**PROBLEM**.
Please copy out each entry, word for word.

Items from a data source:
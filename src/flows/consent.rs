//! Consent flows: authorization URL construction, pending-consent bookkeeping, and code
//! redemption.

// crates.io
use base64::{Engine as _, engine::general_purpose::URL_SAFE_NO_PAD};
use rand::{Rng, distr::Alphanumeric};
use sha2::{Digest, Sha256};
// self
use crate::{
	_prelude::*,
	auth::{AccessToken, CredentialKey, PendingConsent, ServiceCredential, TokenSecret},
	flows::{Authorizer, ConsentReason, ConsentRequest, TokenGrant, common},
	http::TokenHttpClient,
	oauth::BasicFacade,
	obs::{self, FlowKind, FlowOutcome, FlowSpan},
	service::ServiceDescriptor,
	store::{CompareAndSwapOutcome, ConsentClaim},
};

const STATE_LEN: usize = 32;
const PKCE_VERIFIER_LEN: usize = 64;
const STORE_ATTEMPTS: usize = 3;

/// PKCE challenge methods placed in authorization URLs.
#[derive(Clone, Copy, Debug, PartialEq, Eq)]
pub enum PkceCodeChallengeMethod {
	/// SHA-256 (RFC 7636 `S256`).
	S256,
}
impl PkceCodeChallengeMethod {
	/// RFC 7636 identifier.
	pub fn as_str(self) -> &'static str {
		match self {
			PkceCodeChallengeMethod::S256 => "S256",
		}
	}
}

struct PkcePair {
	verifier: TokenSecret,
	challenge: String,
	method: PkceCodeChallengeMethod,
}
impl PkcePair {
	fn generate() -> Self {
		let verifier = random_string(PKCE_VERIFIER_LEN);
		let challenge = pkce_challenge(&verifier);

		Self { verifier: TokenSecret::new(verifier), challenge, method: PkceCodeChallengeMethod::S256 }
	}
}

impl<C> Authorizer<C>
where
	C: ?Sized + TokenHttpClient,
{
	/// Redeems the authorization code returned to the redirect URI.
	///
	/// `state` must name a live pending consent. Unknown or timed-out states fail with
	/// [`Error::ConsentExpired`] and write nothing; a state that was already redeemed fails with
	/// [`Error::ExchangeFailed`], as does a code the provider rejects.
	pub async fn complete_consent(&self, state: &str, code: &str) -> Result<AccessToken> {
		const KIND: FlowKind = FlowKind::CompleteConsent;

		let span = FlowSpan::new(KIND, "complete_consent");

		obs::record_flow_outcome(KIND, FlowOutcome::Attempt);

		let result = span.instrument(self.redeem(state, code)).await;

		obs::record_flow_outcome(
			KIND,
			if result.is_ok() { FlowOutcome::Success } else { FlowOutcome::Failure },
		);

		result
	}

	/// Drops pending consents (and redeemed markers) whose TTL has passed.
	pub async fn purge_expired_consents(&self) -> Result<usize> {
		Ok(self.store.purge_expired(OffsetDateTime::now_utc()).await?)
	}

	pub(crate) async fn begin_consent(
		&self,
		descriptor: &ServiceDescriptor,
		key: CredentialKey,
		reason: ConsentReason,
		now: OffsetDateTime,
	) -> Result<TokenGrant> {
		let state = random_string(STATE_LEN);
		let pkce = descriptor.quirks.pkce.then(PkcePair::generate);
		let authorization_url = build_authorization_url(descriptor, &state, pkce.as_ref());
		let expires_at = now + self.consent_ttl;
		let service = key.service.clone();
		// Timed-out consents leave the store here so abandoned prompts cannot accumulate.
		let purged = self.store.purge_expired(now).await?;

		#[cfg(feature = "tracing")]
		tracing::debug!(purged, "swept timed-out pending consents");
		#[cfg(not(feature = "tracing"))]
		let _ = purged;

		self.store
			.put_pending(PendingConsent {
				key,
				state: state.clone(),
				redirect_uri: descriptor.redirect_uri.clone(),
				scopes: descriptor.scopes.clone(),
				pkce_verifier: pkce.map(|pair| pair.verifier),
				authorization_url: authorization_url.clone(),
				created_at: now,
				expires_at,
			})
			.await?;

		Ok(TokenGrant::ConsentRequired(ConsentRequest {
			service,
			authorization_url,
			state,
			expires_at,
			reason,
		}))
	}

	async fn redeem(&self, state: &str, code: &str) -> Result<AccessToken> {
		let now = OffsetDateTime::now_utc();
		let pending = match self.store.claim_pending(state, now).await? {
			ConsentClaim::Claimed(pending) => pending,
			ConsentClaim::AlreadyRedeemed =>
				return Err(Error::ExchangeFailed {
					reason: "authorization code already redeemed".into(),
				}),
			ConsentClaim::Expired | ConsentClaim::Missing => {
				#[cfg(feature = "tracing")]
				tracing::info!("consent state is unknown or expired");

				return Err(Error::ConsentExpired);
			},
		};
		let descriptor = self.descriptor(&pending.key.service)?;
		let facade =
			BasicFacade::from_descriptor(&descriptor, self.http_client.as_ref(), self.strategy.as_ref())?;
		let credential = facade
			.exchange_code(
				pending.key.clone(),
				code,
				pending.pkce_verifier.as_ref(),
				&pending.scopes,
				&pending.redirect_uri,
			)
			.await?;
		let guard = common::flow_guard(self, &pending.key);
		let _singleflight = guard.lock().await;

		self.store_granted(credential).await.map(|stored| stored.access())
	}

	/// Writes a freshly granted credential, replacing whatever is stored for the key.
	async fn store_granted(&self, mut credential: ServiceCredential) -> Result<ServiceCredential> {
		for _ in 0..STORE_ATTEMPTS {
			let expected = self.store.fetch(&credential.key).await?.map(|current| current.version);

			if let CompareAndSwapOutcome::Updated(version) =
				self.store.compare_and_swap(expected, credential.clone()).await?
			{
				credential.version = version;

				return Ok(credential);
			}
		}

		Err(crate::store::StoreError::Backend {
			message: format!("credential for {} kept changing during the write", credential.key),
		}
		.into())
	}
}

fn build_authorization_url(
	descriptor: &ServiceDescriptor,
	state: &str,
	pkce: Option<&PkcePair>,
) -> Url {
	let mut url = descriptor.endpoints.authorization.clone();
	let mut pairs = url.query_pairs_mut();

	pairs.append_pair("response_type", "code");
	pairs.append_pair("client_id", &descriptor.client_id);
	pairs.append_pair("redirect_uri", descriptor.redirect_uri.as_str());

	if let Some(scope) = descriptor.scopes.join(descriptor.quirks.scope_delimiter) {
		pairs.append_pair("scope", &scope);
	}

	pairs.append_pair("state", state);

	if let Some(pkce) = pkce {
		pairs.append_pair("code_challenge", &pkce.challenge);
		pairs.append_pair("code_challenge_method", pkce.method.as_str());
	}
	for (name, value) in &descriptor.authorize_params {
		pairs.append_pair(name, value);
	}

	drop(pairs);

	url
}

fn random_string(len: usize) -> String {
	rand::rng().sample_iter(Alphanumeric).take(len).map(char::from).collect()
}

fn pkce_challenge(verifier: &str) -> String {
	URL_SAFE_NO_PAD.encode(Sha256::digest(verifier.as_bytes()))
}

**RESPONSE BOX**.
filename src/flows/consent.rs
//! Consent flows: authorization URL construction, pending-consent bookkeeping, and code
//! redemption.

// crates.io
use base64::{Engine as _, engine::general_purpose::URL_SAFE_NO_PAD};
use rand::{Rng, distr::Alphanumeric};
use sha2::{Digest, Sha256};
// self
use crate::{
	_prelude::*,
	auth::{AccessToken, CredentialKey, PendingConsent, ServiceCredential, TokenSecret},
	flows::{Authorizer, ConsentReason, ConsentRequest, TokenGrant, common},
	http::TokenHttpClient,
	oauth::BasicFacade,
	obs::{self, FlowKind, FlowOutcome, FlowSpan},
	service::ServiceDescriptor,
	store::{CompareAndSwapOutcome, ConsentClaim},
};

const STATE_LEN: usize = 32;
const PKCE_VERIFIER_LEN: usize = 64;
const STORE_ATTEMPTS: usize = 3;

/// PKCE challenge methods placed in authorization URLs.
#[derive(Clone, Copy, Debug, PartialEq, Eq)]
pub enum PkceCodeChallengeMethod {
	/// SHA-256 (RFC 7636 `S256`).
	S256,
}
impl PkceCodeChallengeMethod {
	/// RFC 7636 identifier.
	pub fn as_str(self) -> &'static str {
		match self {
			PkceCodeChallengeMethod::S256 => "S256",
		}
	}
}

struct PkcePair {
	verifier: TokenSecret,
	challenge: String,
	method: PkceCodeChallengeMethod,
}
impl PkcePair {
	fn generate() -> Self {
		let verifier = random_string(PKCE_VERIFIER_LEN);
		let challenge = pkce_challenge(&verifier);

		Self { verifier: TokenSecret::new(verifier), challenge, method: PkceCodeChallengeMethod::S256 }
	}
}

impl<C> Authorizer<C>
where
	C: ?Sized + TokenHttpClient,
{
	/// Redeems the authorization code returned to the redirect URI.
	///
	/// `state` must name a live pending consent. Unknown or timed-out states fail with
	/// [`Error::ConsentExpired`] and write nothing; a state that was already redeemed fails with
	/// [`Error::ExchangeFailed`], as does a code the provider rejects.
	pub async fn complete_consent(&self, state: &str, code: &str) -> Result<AccessToken> {
		const KIND: FlowKind = FlowKind::CompleteConsent;

		let span = FlowSpan::new(KIND, "complete_consent");

		obs::record_flow_outcome(KIND, FlowOutcome::Attempt);

		let result = span.instrument(self.redeem(state, code)).await;

		obs::record_flow_outcome(
			KIND,
			if result.is_ok() { FlowOutcome::Success } else { FlowOutcome::Failure },
		);

		result
	}

	/// Drops pending consents (and redeemed markers) whose TTL has passed.
	pub async fn purge_expired_consents(&self) -> Result<usize> {
		Ok(self.store.purge_expired(OffsetDateTime::now_utc()).await?)
	}

	pub(crate) async fn begin_consent(
		&self,
		descriptor: &ServiceDescriptor,
		key: CredentialKey,
		reason: ConsentReason,
		now: OffsetDateTime,
	) -> Result<TokenGrant> {
		let state = random_string(STATE_LEN);
		let pkce = descriptor.quirks.pkce.then(PkcePair::generate);
		let authorization_url = build_authorization_url(descriptor, &state, pkce.as_ref());
		let expires_at = now + self.consent_ttl;
		let service = key.service.clone();
		// Timed-out consents leave the store here so abandoned prompts cannot accumulate.
		let purged = self.store.purge_expired(now).await?;

		#[cfg(feature = "tracing")]
		tracing::debug!(purged, "swept timed-out pending consents");
		#[cfg(not(feature = "tracing"))]
		let _ = purged;

		self.store
			.put_pending(PendingConsent {
				key,
				state: state.clone(),
				redirect_uri: descriptor.redirect_uri.clone(),
				scopes: descriptor.scopes.clone(),
				pkce_verifier: pkce.map(|pair| pair.verifier),
				authorization_url: authorization_url.clone(),
				created_at: now,
				expires_at,
			})
			.await?;

		Ok(TokenGrant::ConsentRequired(ConsentRequest {
			service,
			authorization_url,
			state,
			expires_at,
			reason,
		}))
	}

	async fn redeem(&self, state: &str, code: &str) -> Result<AccessToken> {
		let now = OffsetDateTime::now_utc();
		let pending = match self.store.claim_pending(state, now).await? {
			ConsentClaim::Claimed(pending) => pending,
			ConsentClaim::AlreadyRedeemed =>
				return Err(Error::ExchangeFailed {
					reason: "authorization code already redeemed".into(),
				}),
			ConsentClaim::Expired | ConsentClaim::Missing => {
				#[cfg(feature = "tracing")]
				tracing::info!("consent state is unknown or expired");

				return Err(Error::ConsentExpired);
			},
		};
		let descriptor = self.descriptor(&pending.key.service)?;
		let facade =
			BasicFacade::from_descriptor(&descriptor, self.http_client.as_ref(), self.strategy.as_ref())?;
		let credential = facade
			.exchange_code(
				pending.key.clone(),
				code,
				pending.pkce_verifier.as_ref(),
				&pending.scopes,
				&pending.redirect_uri,
			)
			.await?;
		let guard = common::flow_guard(self, &pending.key);
		let _singleflight = guard.lock().await;

		self.store_granted(credential).await.map(|stored| stored.access())
	}

	/// Writes a freshly granted credential, replacing whatever is stored for the key.
	async fn store_granted(&self, mut credential: ServiceCredential) -> Result<ServiceCredential> {
		for _ in 0..STORE_ATTEMPTS {
			let expected = self.store.fetch(&credential.key).await?.map(|current| current.version);

			if let CompareAndSwapOutcome::Updated(version) =
				self.store.compare_and_swap(expected, credential.clone()).await?
			{
				credential.version = version;

				return Ok(credential);
			}
		}

		Err(crate::store::StoreError::Backend {
			message: format!("credential for {} kept changing during the write", credential.key),
		}
		.into())
	}
}

fn build_authorization_url(
	descriptor: &ServiceDescriptor,
	state: &str,
	pkce: Option<&PkcePair>,
) -> Url {
	let mut url = descriptor.endpoints.authorization.clone();
	let mut pairs = url.query_pairs_mut();

	pairs.append_pair("response_type", "code");
	pairs.append_pair("client_id", &descriptor.client_id);
	pairs.append_pair("redirect_uri", descriptor.redirect_uri.as_str());

	if let Some(scope) = descriptor.scopes.join(descriptor.quirks.scope_delimiter) {
		pairs.append_pair("scope", &scope);
	}

	pairs.append_pair("state", state);

	if let Some(pkce) = pkce {
		pairs.append_pair("code_challenge", &pkce.challenge);
		pairs.append_pair("code_challenge_method", pkce.method.as_str());
	}
	for (name, value) in &descriptor.authorize_params {
		pairs.append_pair(name, value);
	}

	drop(pairs);

	url
}

fn random_string(len: usize) -> String {
	rand::rng().sample_iter(Alphanumeric).take(len).map(char::from).collect()
}

fn pkce_challenge(verifier: &str) -> String {
	URL_SAFE_NO_PAD.encode(Sha256::digest(verifier.as_bytes()))
}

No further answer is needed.